# Extracted information
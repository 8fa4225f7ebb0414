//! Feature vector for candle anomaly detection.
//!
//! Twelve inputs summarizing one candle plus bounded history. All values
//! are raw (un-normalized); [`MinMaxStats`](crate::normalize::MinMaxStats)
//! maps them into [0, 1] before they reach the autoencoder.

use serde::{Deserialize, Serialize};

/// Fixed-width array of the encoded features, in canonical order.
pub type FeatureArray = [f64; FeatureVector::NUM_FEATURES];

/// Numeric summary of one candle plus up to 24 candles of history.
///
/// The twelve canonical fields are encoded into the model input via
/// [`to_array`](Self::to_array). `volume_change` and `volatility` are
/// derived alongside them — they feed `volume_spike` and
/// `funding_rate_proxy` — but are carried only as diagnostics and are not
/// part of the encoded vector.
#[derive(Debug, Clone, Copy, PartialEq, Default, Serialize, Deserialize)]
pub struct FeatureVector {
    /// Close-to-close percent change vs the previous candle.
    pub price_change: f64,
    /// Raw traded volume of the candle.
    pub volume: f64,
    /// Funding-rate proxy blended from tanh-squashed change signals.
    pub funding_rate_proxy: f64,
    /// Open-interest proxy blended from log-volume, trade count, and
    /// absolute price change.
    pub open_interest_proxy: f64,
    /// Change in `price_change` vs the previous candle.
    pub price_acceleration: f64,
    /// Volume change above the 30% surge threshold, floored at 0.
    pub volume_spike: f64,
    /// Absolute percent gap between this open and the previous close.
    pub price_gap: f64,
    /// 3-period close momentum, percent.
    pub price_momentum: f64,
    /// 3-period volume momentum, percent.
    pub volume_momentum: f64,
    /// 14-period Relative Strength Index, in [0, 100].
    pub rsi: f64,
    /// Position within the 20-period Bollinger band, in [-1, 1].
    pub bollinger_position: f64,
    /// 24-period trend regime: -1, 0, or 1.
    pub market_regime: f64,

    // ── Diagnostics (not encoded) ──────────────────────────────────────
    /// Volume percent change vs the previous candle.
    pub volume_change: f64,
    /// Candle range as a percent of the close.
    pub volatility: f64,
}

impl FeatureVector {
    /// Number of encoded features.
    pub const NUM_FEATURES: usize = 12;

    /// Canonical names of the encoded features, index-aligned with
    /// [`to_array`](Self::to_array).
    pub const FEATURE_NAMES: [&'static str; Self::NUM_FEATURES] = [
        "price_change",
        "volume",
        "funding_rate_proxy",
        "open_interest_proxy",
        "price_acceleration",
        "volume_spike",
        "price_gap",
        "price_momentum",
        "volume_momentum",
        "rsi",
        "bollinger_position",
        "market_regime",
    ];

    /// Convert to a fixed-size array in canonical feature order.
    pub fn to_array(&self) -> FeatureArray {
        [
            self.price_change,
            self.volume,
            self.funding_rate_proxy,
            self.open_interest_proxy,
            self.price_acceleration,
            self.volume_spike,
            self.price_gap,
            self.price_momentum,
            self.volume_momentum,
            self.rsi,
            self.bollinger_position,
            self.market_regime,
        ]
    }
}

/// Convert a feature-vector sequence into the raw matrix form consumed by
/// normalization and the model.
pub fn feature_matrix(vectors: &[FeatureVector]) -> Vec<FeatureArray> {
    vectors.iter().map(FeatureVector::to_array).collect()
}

# What you need to do
Every line from the line containing "the encoded vector." through the line containing "of encoded features." in the records above must be retyped exactly. Leave out the rest.

# Task answer
/// part of the encoded vector.
#[derive(Debug, Clone, Copy, PartialEq, Default, Serialize, Deserialize)]
pub struct FeatureVector {
    /// Close-to-close percent change vs the previous candle.
    pub price_change: f64,
    /// Raw traded volume of the candle.
    pub volume: f64,
    /// Funding-rate proxy blended from tanh-squashed change signals.
    pub funding_rate_proxy: f64,
    /// Open-interest proxy blended from log-volume, trade count, and
    /// absolute price change.
    pub open_interest_proxy: f64,
    /// Change in `price_change` vs the previous candle.
    pub price_acceleration: f64,
    /// Volume change above the 30% surge threshold, floored at 0.
    pub volume_spike: f64,
    /// Absolute percent gap between this open and the previous close.
    pub price_gap: f64,
    /// 3-period close momentum, percent.
    pub price_momentum: f64,
    /// 3-period volume momentum, percent.
    pub volume_momentum: f64,
    /// 14-period Relative Strength Index, in [0, 100].
    pub rsi: f64,
    /// Position within the 20-period Bollinger band, in [-1, 1].
    pub bollinger_position: f64,
    /// 24-period trend regime: -1, 0, or 1.
    pub market_regime: f64,

    // ── Diagnostics (not encoded) ──────────────────────────────────────
    /// Volume percent change vs the previous candle.
    pub volume_change: f64,
    /// Candle range as a percent of the close.
    pub volatility: f64,
}

impl FeatureVector {
    /// Number of encoded features.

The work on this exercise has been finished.